▸ To do: Every line of the records below that holds the word "security" belongs in the answer.

▸ Listed records:
───
//! Building domain model.

use chrono::{DateTime, Utc};
use serde::{Deserialize, Serialize};
use validator::Validate;

use super::alert_settings::{AlertLevel, AlertSettings};
use super::network::{DeviceCounts, NetworkResponse};

/// A campus building, positioned on the dashboard map by percentage offsets.
#[derive(Debug, Clone, Serialize, Deserialize)]
#[serde(rename_all = "snake_case")]
pub struct Building {
    pub id: i64,
    pub name: String,
    pub map_x: f64,
    pub map_y: f64,
    pub created_at: DateTime<Utc>,
    pub updated_at: DateTime<Utc>,
}

/// Request payload for creating a building.
#[derive(Debug, Clone, Deserialize, Validate)]
pub struct CreateBuildingRequest {
    #[validate(length(min = 1, max = 100, message = "Name must be between 1 and 100 characters"))]
    pub name: String,

    #[validate(range(min = 0.0, max = 100.0, message = "map_x must be between 0 and 100"))]
    #[serde(default)]
    pub map_x: f64,

    #[validate(range(min = 0.0, max = 100.0, message = "map_y must be between 0 and 100"))]
    #[serde(default)]
    pub map_y: f64,
}

/// Request payload for a partial building update.
#[derive(Debug, Clone, Deserialize, Validate)]
pub struct UpdateBuildingRequest {
    #[validate(length(min = 1, max = 100, message = "Name must be between 1 and 100 characters"))]
    pub name: Option<String>,

    #[validate(range(min = 0.0, max = 100.0, message = "map_x must be between 0 and 100"))]
    pub map_x: Option<f64>,

    #[validate(range(min = 0.0, max = 100.0, message = "map_y must be between 0 and 100"))]
    pub map_y: Option<f64>,
}

/// Building with device totals summed over its networks.
#[derive(Debug, Clone, Serialize)]
#[serde(rename_all = "snake_case")]
pub struct BuildingStatus {
    pub id: i64,
    pub name: String,
    pub map_x: f64,
    pub map_y: f64,
    pub network_count: i64,
    pub total_devices: i64,
    pub offline_devices: i64,
    pub offline_percentage: f64,
    pub alert_level: AlertLevel,
}

impl BuildingStatus {
    pub fn new(
        building: Building,
        network_count: i64,
        counts: DeviceCounts,
        settings: &AlertSettings,
    ) -> Self {
        let offline_percentage = counts.offline_percentage();
        Self {
            id: building.id,
            name: building.name,
            map_x: building.map_x,
            map_y: building.map_y,
            network_count,
            total_devices: counts.total,
            offline_devices: counts.offline,
            offline_percentage,
            alert_level: settings.alert_level(offline_percentage),
        }
    }

    pub fn counts(&self) -> DeviceCounts {
        DeviceCounts::new(self.total_devices, self.offline_devices)
    }
}

/// Single building with its networks.
#[derive(Debug, Clone, Serialize)]
pub struct BuildingDetail {
    #[serde(flatten)]
    pub status: BuildingStatus,
    pub networks: Vec<NetworkResponse>,
}
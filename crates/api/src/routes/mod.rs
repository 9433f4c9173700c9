//! HTTP route handlers.

pub mod admin;
pub mod alert_settings;
pub mod audit_logs;
pub mod buildings;
pub mod dashboard;
pub mod device_activity;
pub mod devices;
pub mod extensions;
pub mod health;
pub mod networks;
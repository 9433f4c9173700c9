use axum::{middleware, routing::get, Router};
use domain::models::AlertSettings;
use sqlx::PgPool;
use std::sync::Arc;
use std::time::Duration;
use tokio::sync::RwLock;
use tower_http::{
    compression::CompressionLayer,
    cors::{AllowOrigin, Any, CorsLayer},
    timeout::TimeoutLayer,
    trace::TraceLayer,
};

use crate::config::Config;
use crate::middleware::{metrics_handler, metrics_middleware, trace_id};
use crate::routes::{
    admin, alert_settings, audit_logs, buildings, dashboard, device_activity, devices,
    extensions, health, networks,
};

#[derive(Clone)]
pub struct AppState {
    pub pool: PgPool,
    pub config: Arc<Config>,
    /// In-memory copy of the alert settings row, replaced on every update.
    pub alert_settings: Arc<RwLock<AlertSettings>>,
}

impl AppState {
    pub fn new(config: Config, pool: PgPool, alert_settings: AlertSettings) -> Self {
        Self {
            pool,
            config: Arc::new(config),
            alert_settings: Arc::new(RwLock::new(alert_settings)),
        }
    }

    /// Snapshot of the current alert settings.
    pub async fn settings(&self) -> AlertSettings {
        self.alert_settings.read().await.clone()
    }
}

pub fn create_app(config: Config, pool: PgPool, alert_settings: AlertSettings) -> Router {
    router(AppState::new(config, pool, alert_settings))
}

pub fn router(state: AppState) -> Router {
    let config = state.config.clone();

    let cors = if config.security.cors_origins.is_empty() {
        CorsLayer::new()
            .allow_origin(Any)
            .allow_methods(Any)
            .allow_headers(Any)
    } else {
        let origins: Vec<_> = config
            .security
            .cors_origins
            .iter()
            .filter_map(|o| o.parse().ok())
            .collect();
        CorsLayer::new()
            .allow_origin(AllowOrigin::list(origins))
            .allow_methods(Any)
            .allow_headers(Any)
    };

    let api_routes = Router::new()
        .nest("/buildings", buildings::router())
        .nest("/networks", networks::router())
        .nest("/devices", devices::router().merge(device_activity::router()))
        .nest("/extensions", extensions::router())
        .nest("/alert-settings", alert_settings::router())
        .nest("/dashboard", dashboard::router())
        .nest("/audit-logs", audit_logs::router())
        .nest("/admin", admin::router());

    let public_routes = Router::new()
        .route("/api/health", get(health::health_check))
        .route("/api/health/ready", get(health::ready))
        .route("/api/health/live", get(health::live))
        .route("/metrics", get(metrics_handler));

    Router::new()
        .merge(public_routes)
        .nest("/api/v1", api_routes)
        // Global middleware (order matters: bottom layers run first)
        .layer(CompressionLayer::new())
        .layer(TimeoutLayer::new(Duration::from_secs(
            config.server.request_timeout_secs,
        )))
        .layer(middleware::from_fn(metrics_middleware))
        .layer(TraceLayer::new_for_http())
        .layer(middleware::from_fn(trace_id))
        .layer(cors)
        .with_state(state)
}
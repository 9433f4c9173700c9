//! Device entity (database row mapping).

use chrono::{DateTime, Utc};
use domain::models::{Device, DeviceStatus};
use sqlx::FromRow;

/// Database row mapping for the devices table.
#[derive(Debug, Clone, FromRow)]
pub struct DeviceEntity {
    pub id: i64,
    pub mac_address: String,
    pub ip_address: String,
    pub network_id: i64,
    pub status: String,
    pub is_critical: bool,
    pub owner: Option<String>,
    pub created_at: DateTime<Utc>,
    pub updated_at: DateTime<Utc>,
}

impl From<DeviceEntity> for Device {
    fn from(entity: DeviceEntity) -> Self {
        Self {
            id: entity.id,
            mac_address: entity.mac_address,
            ip_address: entity.ip_address,
            network_id: entity.network_id,
            // The column is constrained to 'online' / 'offline'.
            status: entity.status.parse().unwrap_or(DeviceStatus::Offline),
            is_critical: entity.is_critical,
            owner: entity.owner,
            created_at: entity.created_at,
            updated_at: entity.updated_at,
        }
    }
}
//! Alert threshold settings and the alert level classifier.

use chrono::{DateTime, Utc};
use serde::{Deserialize, Serialize};
use thiserror::Error;
use validator::Validate;

/// Default lower threshold (percent offline) below which everything is green.
pub const DEFAULT_LOWER_THRESHOLD: i32 = 30;

/// Default upper threshold (percent offline) above which alerts turn red.
pub const DEFAULT_UPPER_THRESHOLD: i32 = 70;

/// Traffic-light classification of an offline percentage.
#[derive(Debug, Clone, Copy, PartialEq, Eq, Hash, Serialize, Deserialize)]
#[serde(rename_all = "lowercase")]
pub enum AlertLevel {
    Green,
    Yellow,
    Red,
}

impl AlertLevel {
    pub fn as_str(&self) -> &'static str {
        match self {
            AlertLevel::Green => "green",
            AlertLevel::Yellow => "yellow",
            AlertLevel::Red => "red",
        }
    }
}

impl std::fmt::Display for AlertLevel {
    fn fmt(&self, f: &mut std::fmt::Formatter<'_>) -> std::fmt::Result {
        f.write_str(self.as_str())
    }
}

/// Errors raised when threshold values are inconsistent.
#[derive(Debug, Error, PartialEq, Eq)]
pub enum ThresholdError {
    #[error("Thresholds must be between 0 and 100 (got lower={lower}, upper={upper})")]
    OutOfRange { lower: i32, upper: i32 },

    #[error("Lower threshold ({lower}) must be less than upper threshold ({upper})")]
    NotOrdered { lower: i32, upper: i32 },
}

/// Checks `0 <= lower < upper <= 100`.
pub fn check_thresholds(lower: i32, upper: i32) -> Result<(), ThresholdError> {
    if !(0..=100).contains(&lower) || !(0..=100).contains(&upper) {
        return Err(ThresholdError::OutOfRange { lower, upper });
    }
    if lower >= upper {
        return Err(ThresholdError::NotOrdered { lower, upper });
    }
    Ok(())
}

/// The singleton alert configuration.
///
/// Loaded once at startup and held in application state; every update is
/// written through to the `alert_settings` row.
#[derive(Debug, Clone, PartialEq, Serialize, Deserialize)]
#[serde(rename_all = "snake_case")]
pub struct AlertSettings {
    pub lower_threshold: i32,
    pub upper_threshold: i32,
    pub is_active: bool,
    pub email_notifications: bool,
    pub push_notifications: bool,
    #[serde(skip_serializing_if = "Option::is_none")]
    pub updated_at: Option<DateTime<Utc>>,
}

impl Default for AlertSettings {
    fn default() -> Self {
        Self {
            lower_threshold: DEFAULT_LOWER_THRESHOLD,
            upper_threshold: DEFAULT_UPPER_THRESHOLD,
            is_active: true,
            email_notifications: false,
            push_notifications: false,
            updated_at: None,
        }
    }
}

impl AlertSettings {
    /// Classifies an offline percentage.
    ///
    /// Disabled alerting is always green. Comparisons are strict, so values
    /// equal to either threshold fall into the yellow band.
    pub fn alert_level(&self, offline_percentage: f64) -> AlertLevel {
        if !self.is_active {
            return AlertLevel::Green;
        }
        if offline_percentage < f64::from(self.lower_threshold) {
            AlertLevel::Green
        } else if offline_percentage > f64::from(self.upper_threshold) {
            AlertLevel::Red
        } else {
            AlertLevel::Yellow
        }
    }

    /// Whether any notification channel is switched on.
    pub fn notifications_enabled(&self) -> bool {
        self.email_notifications || self.push_notifications
    }

    /// Returns a copy with the request applied, rejecting inconsistent thresholds.
    pub fn apply(&self, request: &UpdateAlertSettingsRequest) -> Result<Self, ThresholdError> {
        let updated = Self {
            lower_threshold: request.lower_threshold,
            upper_threshold: request.upper_threshold,
            is_active: request.is_active.unwrap_or(self.is_active),
            email_notifications: request
                .email_notifications
                .unwrap_or(self.email_notifications),
            push_notifications: request
                .push_notifications
                .unwrap_or(self.push_notifications),
            updated_at: self.updated_at,
        };
        check_thresholds(updated.lower_threshold, updated.upper_threshold)?;
        Ok(updated)
    }
}

/// Request payload for updating the alert settings.
#[derive(Debug, Clone, Deserialize, Validate)]
#[serde(rename_all = "snake_case")]
pub struct UpdateAlertSettingsRequest {
    #[validate(range(min = 0, max = 100, message = "Lower threshold must be between 0 and 100"))]
    pub lower_threshold: i32,

    #[validate(range(min = 0, max = 100, message = "Upper threshold must be between 0 and 100"))]
    pub upper_threshold: i32,

    pub is_active: Option<bool>,
    pub email_notifications: Option<bool>,
    pub push_notifications: Option<bool>,
}

/// Request payload for classifying an arbitrary percentage.
#[derive(Debug, Clone, Deserialize)]
pub struct ClassifyRequest {
    pub offline_percentage: f64,
}

/// Classification result.
#[derive(Debug, Clone, Serialize)]
pub struct ClassifyResponse {
    pub offline_percentage: f64,
    pub alert_level: AlertLevel,
}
───
▸ Response area:
    let cors = if config.security.cors_origins.is_empty() {
            .security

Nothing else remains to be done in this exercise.